7/20(土)東京講演(新宿文化センター)
Prof. Bandazhevsky Lecture at Shinjuku Cultural Center in Tokyo on 20/7/13 (Saturday)
For Booking:http://eplus.jp/sys/T1U14P0010843P0100P002103383P0050001P006001P0030001
For Booking:http://eplus.jp/sys/T1U14P0010843P0100P002103383P0050001P006001P0030001
Dr. Yury Bandazhevsky, former director of the Medical Institute in Gomel (Belarus), is a scientist working on sanitary consequences of the Chernobyl disaster.
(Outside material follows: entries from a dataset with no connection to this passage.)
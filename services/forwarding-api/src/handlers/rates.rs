//! Rate quote handler

use axum::extract::State;
use axum::Json;
use serde::{Deserialize, Serialize};
use std::time::Instant;
use tracing::instrument;

use suitebox_core::CoreError;
use suitebox_types::ShippingMethod;

use crate::error::{ApiError, ApiResult};
use crate::handlers::shared::record_op_duration;
use crate::state::AppState;

// ============================================================================
// Request/Response Types
// ============================================================================

#[derive(Debug, Deserialize)]
#[serde(rename_all = "camelCase")]
pub struct RateQuoteRequest {
    pub user_id: Option<String>,
    pub weight: Option<f64>,
    pub destination: Option<String>,
    pub method: Option<String>,
}

#[derive(Debug, Serialize)]
pub struct RateQuoteResponse {
    pub method: ShippingMethod,
    pub weight: f64,
    pub destination: String,
    pub base_fee: f64,
    pub cost_per_lb: f64,
    pub total_cost: f64,
    pub estimated_delivery: &'static str,
    pub currency: &'static str,
}

// ============================================================================
// Handlers
// ============================================================================

/// POST /api/v1/rates/quote
#[instrument(skip(state, req))]
pub async fn quote_rate(
    State(state): State<AppState>,
    Json(req): Json<RateQuoteRequest>,
) -> ApiResult<Json<RateQuoteResponse>> {
    let start = Instant::now();

    if req.user_id.is_none() {
        return Err(CoreError::Unauthorized.into());
    }

    let weight = req.weight.ok_or(CoreError::MissingField("weight"))?;
    let destination = require_destination(req.destination)?;
    let method_str = req.method.as_deref().ok_or(CoreError::MissingField("method"))?;

    let method: ShippingMethod = method_str
        .parse()
        .map_err(|_| ApiError::from(CoreError::InvalidMethod(method_str.to_string())))?;

    let quote = state
        .resolver
        .quote(method, &destination, weight)
        .await
        .inspect_err(|_| record_op_duration("quote_rate", start, false))?;

    metrics::counter!("forwarding_rate_quotes_total", "method" => method.as_str()).increment(1);
    record_op_duration("quote_rate", start, true);

    Ok(Json(RateQuoteResponse {
        method: quote.method,
        weight: quote.weight_lbs,
        destination,
        base_fee: quote.base_fee,
        cost_per_lb: quote.cost_per_lb,
        total_cost: quote.total_cost,
        estimated_delivery: method.delivery_window(),
        currency: "USD",
    }))
}

/// A blank destination would silently skip the destination-filtered rate
/// lookup, so it is rejected like a missing field.
fn require_destination(destination: Option<String>) -> Result<String, CoreError> {
    match destination {
        Some(d) if !d.trim().is_empty() => Ok(d),
        _ => Err(CoreError::MissingField("destination")),
    }
}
He was the first to create an institute in Belarus, in 1989, specially dedicated to scientific work on the 1986 Chernobyl disaster.
On June 2001, Yury Bandazhevsky was sentenced to eight years imprisonment on the grounds that he had received bribes from students’ parents. The institute’s Deputy Director, Vladimir Ravkov, also received an eight-year prison sentence. Bandazhevsky’s lawyer claimed that he had been convicted on the basis of two testimonies made under duress, without any material evidence. According to many human rights groups Dr. Bandazhevsky was a prisoner of conscience. Amnesty International has stated on their website “His conviction was widely believed to be related to his scientific research into the Chernobyl catastrophe and his open criticism of the official response to the Chernobyl nuclear reactor disaster on people living in the region of Gomel.” His arrest came soon after he published reports critical of the official research being conducted into the Chernobyl incident.
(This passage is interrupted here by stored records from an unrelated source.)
//! Database errors

use thiserror::Error;

/// Database errors
#[derive(Error, Debug)]
pub enum DbError {
    /// SQLx error
    #[error("database error: {0}")]
    Sqlx(#[from] sqlx::Error),

    /// Record not found
    #[error("record not found")]
    NotFound,
}

/// Result alias for repository operations
pub type DbResult<T> = Result<T, DbError>;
Chronic Cs-137 incorporation in children’s organs/ Syndrome of long-living incorporated radioisotopes(SLIR):
Caesium-137
levels in organs were examined at autopsy. The highest accumulation of
Cs-137 was found in the endocrine glands, in particular the thyroid, the
adrenals and the pancreas. High levels were also found in the heart,
the thymus and the spleen.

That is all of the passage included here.